Abrogation of survival diversity between Black and White men after USPSTF’s 2012 recommendation against PSA screening
The U.S. Preventive Services Task Force’s (USPSTF) guidelines against all PSA screening from 2012-2018 have had lasting adverse effects on screening rates, the features of prostate cancer at the time of diagnosis, and prostate cancer-specific survival rates. In the pre-USPSTF era, White men were less likely to die of prostate cancer, but this ceased to be observed in the post-USPSTF era due to a decreased survival rate among White men while the survival rate of Black men remained steady.

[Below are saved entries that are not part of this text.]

//! Exponential smoothing models.
//!
//! Holt-Winters triple exponential smoothing with additive trend and
//! additive seasonality.

mod holt_winters;

pub use holt_winters::{forecast_seasonal, HoltWinters};
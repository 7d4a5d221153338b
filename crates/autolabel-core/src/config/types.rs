//! Sub-configuration structs with their defaults.

use serde::{Deserialize, Serialize};
use std::path::PathBuf;

/// General settings.
#[derive(Debug, Clone, Serialize, Deserialize)]
#[serde(default)]
pub struct GeneralConfig {
    /// Directory where detector models are stored
    pub model_dir: PathBuf,
}

impl Default for GeneralConfig {
    fn default() -> Self {
        Self {
            model_dir: PathBuf::from("~/.autolabel/models"),
        }
    }
}

/// Corpus discovery settings.
#[derive(Debug, Clone, Serialize, Deserialize)]
#[serde(default)]
pub struct ProcessingConfig {
    /// File extensions picked up from the input directory
    pub supported_formats: Vec<String>,
}

impl Default for ProcessingConfig {
    fn default() -> Self {
        Self {
            supported_formats: vec![
                "jpg".to_string(),
                "jpeg".to_string(),
                "png".to_string(),
                "webp".to_string(),
                "bmp".to_string(),
                "tiff".to_string(),
            ],
        }
    }
}

/// Orchestration settings for retries around network-backed collaborators.
#[derive(Debug, Clone, Serialize, Deserialize)]
#[serde(default)]
pub struct PipelineConfig {
    /// Max retry attempts for transient caption failures
    pub retry_attempts: u32,

    /// Base delay between retries in milliseconds (doubles per attempt)
    pub retry_delay_ms: u64,
}

impl Default for PipelineConfig {
    fn default() -> Self {
        Self {
            retry_attempts: 2,
            retry_delay_ms: 1000,
        }
    }
}

/// Resource limits to protect against problematic inputs.
#[derive(Debug, Clone, Serialize, Deserialize)]
#[serde(default)]
pub struct LimitsConfig {
    /// Maximum file size in megabytes
    pub max_file_size_mb: u64,

    /// Maximum image dimension (width or height)
    pub max_image_dimension: u32,

    /// Decode timeout in milliseconds
    pub decode_timeout_ms: u64,

    /// Caption call timeout in milliseconds
    pub caption_timeout_ms: u64,

    /// Detector inference timeout in milliseconds
    pub detect_timeout_ms: u64,
}

impl Default for LimitsConfig {
    fn default() -> Self {
        Self {
            max_file_size_mb: 100,
            max_image_dimension: 10000,
            decode_timeout_ms: 5000,
            caption_timeout_ms: 120_000,
            detect_timeout_ms: 120_000,
        }
    }
}

/// Caption source selection.
#[derive(Debug, Clone, Serialize, Deserialize)]
#[serde(default)]
pub struct CaptionConfig {
    /// Caption source: "sidecar" or "ollama"
    pub provider: String,

    /// Caption file for the sidecar source (JSON object or `name<TAB>caption` lines)
    pub sidecar_path: Option<PathBuf>,

    /// Ollama settings, used when `provider = "ollama"`
    pub ollama: OllamaConfig,
}

impl Default for CaptionConfig {
    fn default() -> Self {
        Self {
            provider: "sidecar".to_string(),
            sidecar_path: None,
            ollama: OllamaConfig::default(),
        }
    }
}

/// Ollama vision model settings.
#[derive(Debug, Clone, Serialize, Deserialize)]
#[serde(default)]
pub struct OllamaConfig {
    /// Ollama API endpoint
    pub endpoint: String,

    /// Vision model name
    pub model: String,

    /// Instruction sent alongside the image
    pub prompt: String,
}

impl Default for OllamaConfig {
    fn default() -> Self {
        Self {
            endpoint: "http://localhost:11434".to_string(),
            model: "llava".to_string(),
            prompt: "Write one short sentence describing this image. \
                     Name the visible objects plainly."
                .to_string(),
        }
    }
}

/// Tag extraction settings.
#[derive(Debug, Clone, Serialize, Deserialize)]
#[serde(default)]
pub struct TaggingConfig {
    /// Separator used to join extracted tags into the detector prompt
    pub separator: String,

    /// Directory holding `wordnet_nouns.txt` (optional noun lexicon)
    pub lexicon_dir: Option<String>,
}

impl Default for TaggingConfig {
    fn default() -> Self {
        Self {
            separator: ", ".to_string(),
            lexicon_dir: None,
        }
    }
}

/// Open-vocabulary detector settings.
#[derive(Debug, Clone, Serialize, Deserialize)]
#[serde(default)]
pub struct DetectionConfig {
    /// Model directory name under `general.model_dir`
    pub model: String,

    /// Minimum query confidence (exclusive) for a box to survive
    pub box_threshold: f32,

    /// Minimum token activation (exclusive) for a token to join a phrase
    pub text_threshold: f32,

    /// Optional class-agnostic NMS IoU threshold; `None` keeps every query
    pub iou_threshold: Option<f32>,

    /// Maximum prompt length in tokens
    pub max_text_len: usize,

    /// Target length of the image's short side
    pub resize_short_side: u32,

    /// Upper bound on the image's long side after resizing
    pub resize_max_side: u32,

    /// Execution device: "cpu" or "cuda"
    pub device: String,
}

impl Default for DetectionConfig {
    fn default() -> Self {
        Self {
            model: "groundingdino-swint-ogc".to_string(),
            box_threshold: 0.25,
            text_threshold: 0.2,
            iou_threshold: None,
            max_text_len: 256,
            resize_short_side: 800,
            resize_max_side: 1333,
            device: "cpu".to_string(),
        }
    }
}

/// Frequency aggregation settings.
#[derive(Debug, Clone, Serialize, Deserialize)]
#[serde(default)]
pub struct AggregationConfig {
    /// Tags that never enter the frequency table
    pub stop_list: Vec<String>,
}

impl Default for AggregationConfig {
    fn default() -> Self {
        Self {
            stop_list: crate::aggregate::DEFAULT_STOP_LIST
                .iter()
                .map(|s| s.to_string())
                .collect(),
        }
    }
}

/// Per-image annotation artifacts.
#[derive(Debug, Clone, Serialize, Deserialize)]
#[serde(default)]
pub struct AnnotationConfig {
    /// Whether to write `label.json` and `mask.png` per image
    pub enabled: bool,

    /// Root directory for per-image artifact folders
    pub output_dir: PathBuf,

    /// Also write `overlay.jpg` with boxes drawn on the image
    pub overlay: bool,
}

impl Default for AnnotationConfig {
    fn default() -> Self {
        Self {
            enabled: false,
            output_dir: PathBuf::from("outputs"),
            overlay: true,
        }
    }
}

/// Output settings.
#[derive(Debug, Clone, Serialize, Deserialize)]
#[serde(default)]
pub struct OutputConfig {
    /// Default output format ("json" or "jsonl")
    pub format: String,

    /// Pretty-print JSON output
    pub pretty: bool,
}

impl Default for OutputConfig {
    fn default() -> Self {
        Self {
            format: "json".to_string(),
            pretty: true,
        }
    }
}

/// Logging settings.
#[derive(Debug, Clone, Serialize, Deserialize)]
#[serde(default)]
pub struct LoggingConfig {
    /// Log level: error, warn, info, debug, trace
    pub level: String,

    /// Log format: "pretty" or "json"
    pub format: String,
}

impl Default for LoggingConfig {
    fn default() -> Self {
        Self {
            level: "info".to_string(),
            format: "pretty".to_string(),
        }
    }
}
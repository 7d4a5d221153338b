//! Corpus-wide tag frequency aggregation.
//!
//! The table is an explicit accumulator: callers pass it into
//! [`FrequencyAggregator::accumulate`] and get the updated table back. The
//! stop-list is immutable configuration. Accumulation is a pure count per key,
//! so processing images in any order yields the same table.

use std::collections::{BTreeMap, BTreeSet};

use serde::{Deserialize, Serialize};

use crate::types::Detection;

/// Tags excluded from the frequency table unless configured otherwise.
pub const DEFAULT_STOP_LIST: &[&str] = &[
    "someone", "person", "hand", "table", "robot", "desk", "room", "man", "arm", "boy", "woman",
    "machine", "counter", "pan", "paper", "box", "mouse",
];

/// Fixed set of uninformative tags.
#[derive(Debug, Clone, PartialEq, Eq)]
pub struct StopList {
    tags: BTreeSet<String>,
}

impl StopList {
    /// A stop-list that excludes nothing.
    pub fn empty() -> Self {
        Self {
            tags: BTreeSet::new(),
        }
    }

    /// Whether `tag` is excluded.
    pub fn contains(&self, tag: &str) -> bool {
        self.tags.contains(tag)
    }

    pub fn len(&self) -> usize {
        self.tags.len()
    }

    pub fn is_empty(&self) -> bool {
        self.tags.is_empty()
    }
}

impl Default for StopList {
    fn default() -> Self {
        DEFAULT_STOP_LIST.iter().copied().collect()
    }
}

impl<S: Into<String>> FromIterator<S> for StopList {
    fn from_iter<I: IntoIterator<Item = S>>(iter: I) -> Self {
        Self {
            tags: iter.into_iter().map(Into::into).collect(),
        }
    }
}

/// Mapping from tag to the number of times it was detected.
///
/// Ordered by tag so serialized tables are stable across runs.
#[derive(Debug, Clone, Default, PartialEq, Eq, Serialize, Deserialize)]
#[serde(transparent)]
pub struct TagFrequencyTable {
    counts: BTreeMap<String, u64>,
}

impl TagFrequencyTable {
    /// Create an empty table.
    pub fn new() -> Self {
        Self::default()
    }

    /// Count for `tag`, or 0 when it was never seen.
    pub fn get(&self, tag: &str) -> u64 {
        self.counts.get(tag).copied().unwrap_or(0)
    }

    pub fn contains(&self, tag: &str) -> bool {
        self.counts.contains_key(tag)
    }

    /// Number of distinct tags.
    pub fn len(&self) -> usize {
        self.counts.len()
    }

    pub fn is_empty(&self) -> bool {
        self.counts.is_empty()
    }

    /// Sum of all counts.
    pub fn total(&self) -> u64 {
        self.counts.values().sum()
    }

    /// Iterate `(tag, count)` in tag order.
    pub fn iter(&self) -> impl Iterator<Item = (&str, u64)> {
        self.counts.iter().map(|(tag, &count)| (tag.as_str(), count))
    }

    /// Entries sorted by descending count, ties broken by tag.
    pub fn ranked(&self) -> Vec<(&str, u64)> {
        let mut entries: Vec<(&str, u64)> = self.iter().collect();
        entries.sort_by(|a, b| b.1.cmp(&a.1).then_with(|| a.0.cmp(b.0)));
        entries
    }

    /// Combine two tables by summing counts per tag.
    pub fn merge(mut self, other: TagFrequencyTable) -> TagFrequencyTable {
        for (tag, count) in other.counts {
            *self.counts.entry(tag).or_insert(0) += count;
        }
        self
    }

    /// Consume the table, returning the underlying map.
    pub fn into_inner(self) -> BTreeMap<String, u64> {
        self.counts
    }

    fn increment(&mut self, tag: &str) {
        match self.counts.get_mut(tag) {
            Some(count) => *count += 1,
            None => {
                self.counts.insert(tag.to_string(), 1);
            }
        }
    }
}

/// Folds detected tokens into a [`TagFrequencyTable`], skipping stop-listed tags.
#[derive(Debug, Clone, Default)]
pub struct FrequencyAggregator {
    stop_list: StopList,
}

impl FrequencyAggregator {
    pub fn new(stop_list: StopList) -> Self {
        Self { stop_list }
    }

    pub fn stop_list(&self) -> &StopList {
        &self.stop_list
    }

    /// Count every non-stop-listed token from one image.
    pub fn accumulate<I, S>(&self, mut table: TagFrequencyTable, tokens: I) -> TagFrequencyTable
    where
        I: IntoIterator<Item = S>,
        S: AsRef<str>,
    {
        for token in tokens {
            let token = token.as_ref();
            if !self.stop_list.contains(token) {
                table.increment(token);
            }
        }
        table
    }

    /// Count the flattened per-query token lists of one image's detections.
    pub fn accumulate_detections(
        &self,
        table: TagFrequencyTable,
        detections: &[Detection],
    ) -> TagFrequencyTable {
        self.accumulate(table, detections.iter().flat_map(|d| d.tokens.iter()))
    }

    /// Build a table from scratch over a whole corpus of per-image token lists.
    pub fn aggregate<C, I, S>(&self, corpus: C) -> TagFrequencyTable
    where
        C: IntoIterator<Item = I>,
        I: IntoIterator<Item = S>,
        S: AsRef<str>,
    {
        corpus
            .into_iter()
            .fold(TagFrequencyTable::new(), |table, image_tokens| {
                self.accumulate(table, image_tokens)
            })
    }
}

#[cfg(test)]
mod tests {
    use super::*;

    fn corpus() -> Vec<Vec<&'static str>> {
        vec![
            vec!["cat", "table", "cup"],
            vec!["cat", "cat", "laptop"],
            vec![],
            vec!["hand", "cup", "mug"],
        ]
    }

    #[test]
    fn test_counts_tokens_across_images() {
        let aggregator = FrequencyAggregator::default();
        let table = aggregator.aggregate(corpus());
        assert_eq!(table.get("cat"), 3);
        assert_eq!(table.get("cup"), 2);
        assert_eq!(table.get("laptop"), 1);
        assert_eq!(table.get("mug"), 1);
        assert_eq!(table.len(), 4);
        assert_eq!(table.total(), 7);
    }

    #[test]
    fn test_stop_listed_tokens_never_appear() {
        let aggregator = FrequencyAggregator::default();
        let every_image = vec![vec!["table", "hand", "mouse"]; 5];
        let table = aggregator.aggregate(every_image);
        assert!(table.is_empty());
        assert!(!table.contains("table"));
    }

    #[test]
    fn test_order_independent() {
        let aggregator = FrequencyAggregator::default();
        let forward = aggregator.aggregate(corpus());

        let mut reversed = corpus();
        reversed.reverse();
        assert_eq!(aggregator.aggregate(reversed), forward);

        let mut rotated = corpus();
        rotated.rotate_left(2);
        assert_eq!(aggregator.aggregate(rotated), forward);

        let mut shuffled: Vec<Vec<&str>> = corpus()
            .into_iter()
            .map(|mut tokens| {
                tokens.reverse();
                tokens
            })
            .collect();
        shuffled.swap(0, 3);
        assert_eq!(aggregator.aggregate(shuffled), forward);
    }

    #[test]
    fn test_merge_matches_single_pass() {
        let aggregator = FrequencyAggregator::default();
        let images = corpus();
        let (left, right) = images.split_at(2);
        let a = aggregator.aggregate(left.to_vec());
        let b = aggregator.aggregate(right.to_vec());
        assert_eq!(a.clone().merge(b.clone()), aggregator.aggregate(corpus()));
        assert_eq!(b.merge(a), aggregator.aggregate(corpus()));
    }

    #[test]
    fn test_counts_never_decrease() {
        let aggregator = FrequencyAggregator::default();
        let mut table = TagFrequencyTable::new();
        let mut previous = table.clone();
        for image in corpus() {
            table = aggregator.accumulate(table, image);
            for (tag, count) in previous.iter() {
                assert!(table.get(tag) >= count);
            }
            previous = table.clone();
        }
    }

    #[test]
    fn test_custom_stop_list() {
        let aggregator = FrequencyAggregator::new(["cat"].into_iter().collect());
        let table = aggregator.aggregate(corpus());
        assert!(!table.contains("cat"));
        // "table" is only stop-listed by default
        assert_eq!(table.get("table"), 1);
    }

    #[test]
    fn test_ranked_orders_by_count_then_tag() {
        let aggregator = FrequencyAggregator::new(StopList::empty());
        let table = aggregator.aggregate(vec![vec!["b", "a", "c", "c"]]);
        assert_eq!(table.ranked(), vec![("c", 2), ("a", 1), ("b", 1)]);
    }

    #[test]
    fn test_table_serializes_as_plain_map() {
        let aggregator = FrequencyAggregator::default();
        let table = aggregator.aggregate(vec![vec!["cup", "cat"]]);
        let json = serde_json::to_string(&table).unwrap();
        assert_eq!(json, r#"{"cat":1,"cup":1}"#);
    }
}
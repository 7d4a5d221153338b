//! Grounding DINO ONNX session management and inference.
//!
//! Loads a Grounding DINO export together with its BERT `tokenizer.json` and
//! runs one forward pass per image. Inputs follow the reference export:
//! `img`, `input_ids`, `attention_mask`, `position_ids`, `token_type_ids` and
//! `text_token_mask`; outputs are `logits` (pre-sigmoid) and `boxes`.

use std::path::{Path, PathBuf};
use std::sync::Mutex;

use image::DynamicImage;
use ndarray::Array2;
use ort::session::Session;
use ort::value::Value;
use tokenizers::Tokenizer;

use crate::config::DetectionConfig;
use crate::error::PipelineError;
use crate::tagging::Prompt;

use super::decoder::RawDetections;
use super::preprocess::preprocess;
use super::text_mask::{sub_sentence_masks, SpecialTokenIds};
use super::tokenization::PromptTokenization;
use super::DetectionSource;

/// The detector ONNX model filename.
const MODEL_FILENAME: &str = "model.onnx";

/// The BERT tokenizer filename.
const TOKENIZER_FILENAME: &str = "tokenizer.json";

/// Grounding DINO detector backed by ONNX Runtime.
///
/// Uses a `Mutex` because `Session::run` requires `&mut self`.
pub struct GroundingDino {
    session: Mutex<Session>,
    tokenizer: Tokenizer,
    special_ids: SpecialTokenIds,
    max_text_len: usize,
    short_side: u32,
    max_side: u32,
}

impl GroundingDino {
    /// Load the detector from `{model_dir}/{model}/`.
    pub fn load(config: &DetectionConfig, model_dir: &Path) -> Result<Self, PipelineError> {
        let model_path = Self::model_path(config, model_dir);
        let tokenizer_path = Self::tokenizer_path(config, model_dir);

        if !model_path.exists() {
            return Err(PipelineError::Model {
                message: format!(
                    "Detector model not found at {}. See `autolabel models path`.",
                    model_path.display()
                ),
            });
        }
        if !tokenizer_path.exists() {
            return Err(PipelineError::Model {
                message: format!("Tokenizer not found at {}", tokenizer_path.display()),
            });
        }

        if config.device == "cuda" {
            tracing::warn!("CUDA execution provider not available in this build, using CPU");
        }

        tracing::info!("Loading Grounding DINO from {:?}", model_path);
        let session = Session::builder()
            .map_err(|e| PipelineError::Model {
                message: format!("Failed to create ONNX session builder: {e}"),
            })?
            .commit_from_file(&model_path)
            .map_err(|e| PipelineError::Model {
                message: format!("Failed to load ONNX model {}: {e}", model_path.display()),
            })?;

        tracing::debug!(
            "Detector inputs: {:?}, outputs: {:?}",
            session.inputs().iter().map(|i| i.name()).collect::<Vec<_>>(),
            session.outputs().iter().map(|o| o.name()).collect::<Vec<_>>()
        );

        let tokenizer = Tokenizer::from_file(&tokenizer_path).map_err(|e| PipelineError::Model {
            message: format!("Failed to load tokenizer {}: {e}", tokenizer_path.display()),
        })?;
        let special_ids = SpecialTokenIds::from_tokenizer(&tokenizer);
        tracing::info!("Grounding DINO loaded successfully");

        Ok(Self {
            session: Mutex::new(session),
            tokenizer,
            special_ids,
            max_text_len: config.max_text_len,
            short_side: config.resize_short_side,
            max_side: config.resize_max_side,
        })
    }

    /// Check whether both model files exist on disk.
    pub fn model_exists(config: &DetectionConfig, model_dir: &Path) -> bool {
        Self::model_path(config, model_dir).exists()
            && Self::tokenizer_path(config, model_dir).exists()
    }

    pub fn model_path(config: &DetectionConfig, model_dir: &Path) -> PathBuf {
        model_dir.join(&config.model).join(MODEL_FILENAME)
    }

    pub fn tokenizer_path(config: &DetectionConfig, model_dir: &Path) -> PathBuf {
        model_dir.join(&config.model).join(TOKENIZER_FILENAME)
    }

    fn detection_error(path: &Path, message: String) -> PipelineError {
        PipelineError::Detection {
            path: path.to_path_buf(),
            message,
        }
    }
}

impl DetectionSource for GroundingDino {
    fn name(&self) -> &str {
        "grounding-dino"
    }

    fn detect(
        &self,
        image: &DynamicImage,
        prompt: &Prompt,
        path: &Path,
    ) -> Result<RawDetections, PipelineError> {
        let encoding = self
            .tokenizer
            .encode(prompt.as_str(), true)
            .map_err(|e| Self::detection_error(path, format!("Tokenization failed: {e}")))?;

        let len = encoding.len().min(self.max_text_len);
        let to_i64 = |values: &[u32]| -> Vec<i64> {
            values[..len].iter().map(|&v| i64::from(v)).collect()
        };
        let input_ids = to_i64(encoding.get_ids());
        let attention_mask = to_i64(encoding.get_attention_mask());
        let token_type_ids = to_i64(encoding.get_type_ids());
        let masks = sub_sentence_masks(&input_ids, &self.special_ids);

        let mut tokenization = PromptTokenization::from_encoding(prompt.as_str(), &encoding);
        if tokenization.len() > len {
            let tokens = tokenization.tokens()[..len].to_vec();
            tokenization = PromptTokenization::new(prompt.as_str(), tokens);
        }

        let tensor = preprocess(image, self.short_side, self.max_side);
        let img_shape: Vec<i64> = tensor.shape().iter().map(|&d| d as i64).collect();
        let img_data: Vec<f32> = tensor.iter().copied().collect();
        let text_shape = vec![1i64, len as i64];

        let tensor_err = |e: ort::Error| {
            Self::detection_error(path, format!("Failed to create input tensor: {e}"))
        };
        let img = Value::from_array((img_shape, img_data)).map_err(tensor_err)?;
        let ids = Value::from_array((text_shape.clone(), input_ids)).map_err(tensor_err)?;
        let attention =
            Value::from_array((text_shape.clone(), attention_mask)).map_err(tensor_err)?;
        let positions =
            Value::from_array((text_shape.clone(), masks.position_ids)).map_err(tensor_err)?;
        let types = Value::from_array((text_shape, token_type_ids)).map_err(tensor_err)?;
        let text_mask = Value::from_array((vec![1i64, len as i64, len as i64], masks.attention))
            .map_err(tensor_err)?;

        let inputs = ort::inputs![
            "img" => img,
            "input_ids" => ids,
            "attention_mask" => attention,
            "position_ids" => positions,
            "token_type_ids" => types,
            "text_token_mask" => text_mask,
        ];

        let mut session = self
            .session
            .lock()
            .map_err(|e| Self::detection_error(path, format!("Session lock poisoned: {e}")))?;

        let outputs = session
            .run(inputs)
            .map_err(|e| Self::detection_error(path, format!("ONNX inference failed: {e}")))?;

        let logits = outputs
            .iter()
            .find(|(name, _)| *name == "logits")
            .ok_or_else(|| Self::detection_error(path, "Model did not produce logits".into()))?;
        let (logit_shape, logit_data) = logits.1.try_extract_tensor::<f32>().map_err(|e| {
            Self::detection_error(path, format!("Failed to extract logits tensor: {e}"))
        })?;

        let boxes = outputs
            .iter()
            .find(|(name, _)| *name == "boxes")
            .ok_or_else(|| Self::detection_error(path, "Model did not produce boxes".into()))?;
        let (box_shape, box_data) = boxes.1.try_extract_tensor::<f32>().map_err(|e| {
            Self::detection_error(path, format!("Failed to extract boxes tensor: {e}"))
        })?;

        if logit_shape.len() != 3 || box_shape.len() != 3 {
            return Err(Self::detection_error(
                path,
                format!("Unexpected output shapes: logits {logit_shape:?}, boxes {box_shape:?}"),
            ));
        }

        let (queries, vocab) = (logit_shape[1] as usize, logit_shape[2] as usize);
        let confidences: Vec<f32> = logit_data.iter().map(|&x| sigmoid(x)).collect();
        let confidences = Array2::from_shape_vec((queries, vocab), confidences)
            .map_err(|e| Self::detection_error(path, format!("Malformed logits: {e}")))?;
        let boxes = Array2::from_shape_vec(
            (box_shape[1] as usize, box_shape[2] as usize),
            box_data.to_vec(),
        )
        .map_err(|e| Self::detection_error(path, format!("Malformed boxes: {e}")))?;

        RawDetections::new(confidences, boxes, tokenization, path)
    }
}

fn sigmoid(x: f32) -> f32 {
    1.0 / (1.0 + (-x).exp())
}

#[cfg(test)]
mod tests {
    use super::*;

    #[test]
    fn test_sigmoid() {
        assert!((sigmoid(0.0) - 0.5).abs() < 1e-6);
        assert!(sigmoid(10.0) > 0.99);
        assert!(sigmoid(-10.0) < 0.01);
    }

    #[test]
    fn test_model_paths() {
        let config = DetectionConfig::default();
        let dir = Path::new("/models");
        assert_eq!(
            GroundingDino::model_path(&config, dir),
            PathBuf::from("/models/groundingdino-swint-ogc/model.onnx")
        );
        assert!(!GroundingDino::model_exists(&config, dir));
    }

    #[test]
    fn test_load_missing_model() {
        let dir = tempfile::tempdir().unwrap();
        let result = GroundingDino::load(&DetectionConfig::default(), dir.path());
        assert!(matches!(result, Err(PipelineError::Model { .. })));
    }
}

In a comparison of over 90,000 men in the national cancer registry (called the SEER Registry), in the post-USPSTF recommendation against PSA screening era, the percentage of low-grade (Gleason Grade < 6) decreased from 43% to 33%; localized tumors decreased from 82% to 76%; high-grade (Gleason Grade > 8) increased from 17% to 23%, and metastatic tumors increased from 5% to 8%). Moreover, the prostate cancer-specific mortality rate overall decreased significantly. The authors raise the hypothesis that racial disparities in prostate cancer survival may be affected by socioeconomic factors, as White men may have benefitted more from PSA screening in the pre-USPSTF era and, therefore, White men may have been compromised disproportionately by the Task Force’s 5-year ban on PSA screening for all men (see article on the History of PSA Screening on pages 1-3 and page 5).